__Your task__:
Starting with the first line of the records, write out each line exactly until you have included the line containing "probe::with_probing(ctx, &probe_name, threshold, ||".
═════ Available records
//! Stabilization predicates over freshly described instances
//!
//! Every predicate performs one describe call and checks the terminal
//! statuses first.

use crate::model::{DbRole, ObservedInstance};
use crate::provider::DbApi;
use crate::rules::codes;
use crate::status::{self, AVAILABLE, IN_SYNC, PENDING_REBOOT, ROLE_ACTIVE};
use reconcile::{CallbackContext, StabilizeError, probe};

/// Describe `identifier`, failing fast on a terminal status
pub fn describe_checked(
    api: &dyn DbApi,
    identifier: &str,
) -> Result<ObservedInstance, StabilizeError> {
    let observed = api.describe_db_instance(identifier)?;
    status::assert_not_terminal(&observed)?;
    Ok(observed)
}

/// Available, nothing pending, groups applied and roles active
///
/// A parameter group waiting for a reboot counts as applied; the reboot
/// is a separate step.
pub fn is_settled(observed: &ObservedInstance) -> bool {
    observed.status == AVAILABLE
        && !observed.pending_modifications
        && observed
            .parameter_groups
            .iter()
            .all(|g| g.status == IN_SYNC || g.status == PENDING_REBOOT)
        && observed.option_groups.iter().all(|g| g.status == IN_SYNC)
        && observed
            .associated_roles
            .iter()
            .all(|r| r.status == ROLE_ACTIVE)
}

/// Whether a parameter group change is waiting for a reboot
pub fn needs_reboot(observed: &ObservedInstance) -> bool {
    observed
        .parameter_groups
        .iter()
        .any(|g| g.status == PENDING_REBOOT)
}

/// Instance is settled for `threshold` consecutive checks
///
/// A freshly modified instance may still report `available` before the
/// modification shows up, so one positive observation is not enough.
pub fn instance_stabilized(
    api: &dyn DbApi,
    identifier: &str,
    threshold: u32,
    ctx: &mut CallbackContext,
) -> Result<bool, StabilizeError> {
    let probe_name = format!("{identifier}.stabilized");
    probe::with_probing(ctx, &probe_name, threshold, || {
        describe_checked(api, identifier).map(|observed| is_settled(&observed))
    })
}

/// Instance is gone; any other describe error is passed through
pub fn instance_deleted(api: &dyn DbApi, identifier: &str) -> Result<bool, StabilizeError> {
    match api.describe_db_instance(identifier) {
        Ok(observed) => {
            status::assert_not_terminal(&observed)?;
            Ok(false)
        }
        Err(err) if err.has_code(codes::DB_INSTANCE_NOT_FOUND) => Ok(true),
        Err(err) => Err(err.into()),
    }
}

pub fn role_attached(
    api: &dyn DbApi,
    identifier: &str,
    role: &DbRole,
) -> Result<bool, StabilizeError> {
    let observed = describe_checked(api, identifier)?;
    Ok(observed.role(role).is_some_and(|r| r.status == ROLE_ACTIVE))
}

pub fn role_detached(
    api: &dyn DbApi,
    identifier: &str,
    role: &DbRole,
) -> Result<bool, StabilizeError> {
    let observed = describe_checked(api, identifier)?;
    Ok(observed.role(role).is_none())
}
══════════
__Answer for the task__:
//! Stabilization predicates over freshly described instances
//!
//! Every predicate performs one describe call and checks the terminal
//! statuses first.

use crate::model::{DbRole, ObservedInstance};
use crate::provider::DbApi;
use crate::rules::codes;
use crate::status::{self, AVAILABLE, IN_SYNC, PENDING_REBOOT, ROLE_ACTIVE};
use reconcile::{CallbackContext, StabilizeError, probe};

/// Describe `identifier`, failing fast on a terminal status
pub fn describe_checked(
    api: &dyn DbApi,
    identifier: &str,
) -> Result<ObservedInstance, StabilizeError> {
    let observed = api.describe_db_instance(identifier)?;
    status::assert_not_terminal(&observed)?;
    Ok(observed)
}

/// Available, nothing pending, groups applied and roles active
///
/// A parameter group waiting for a reboot counts as applied; the reboot
/// is a separate step.
pub fn is_settled(observed: &ObservedInstance) -> bool {
    observed.status == AVAILABLE
        && !observed.pending_modifications
        && observed
            .parameter_groups
            .iter()
            .all(|g| g.status == IN_SYNC || g.status == PENDING_REBOOT)
        && observed.option_groups.iter().all(|g| g.status == IN_SYNC)
        && observed
            .associated_roles
            .iter()
            .all(|r| r.status == ROLE_ACTIVE)
}

/// Whether a parameter group change is waiting for a reboot
pub fn needs_reboot(observed: &ObservedInstance) -> bool {
    observed
        .parameter_groups
        .iter()
        .any(|g| g.status == PENDING_REBOOT)
}

/// Instance is settled for `threshold` consecutive checks
///
/// A freshly modified instance may still report `available` before the
/// modification shows up, so one positive observation is not enough.
pub fn instance_stabilized(
    api: &dyn DbApi,
    identifier: &str,
    threshold: u32,
    ctx: &mut CallbackContext,
) -> Result<bool, StabilizeError> {
    let probe_name = format!("{identifier}.stabilized");
    probe::with_probing(ctx, &probe_name, threshold, || {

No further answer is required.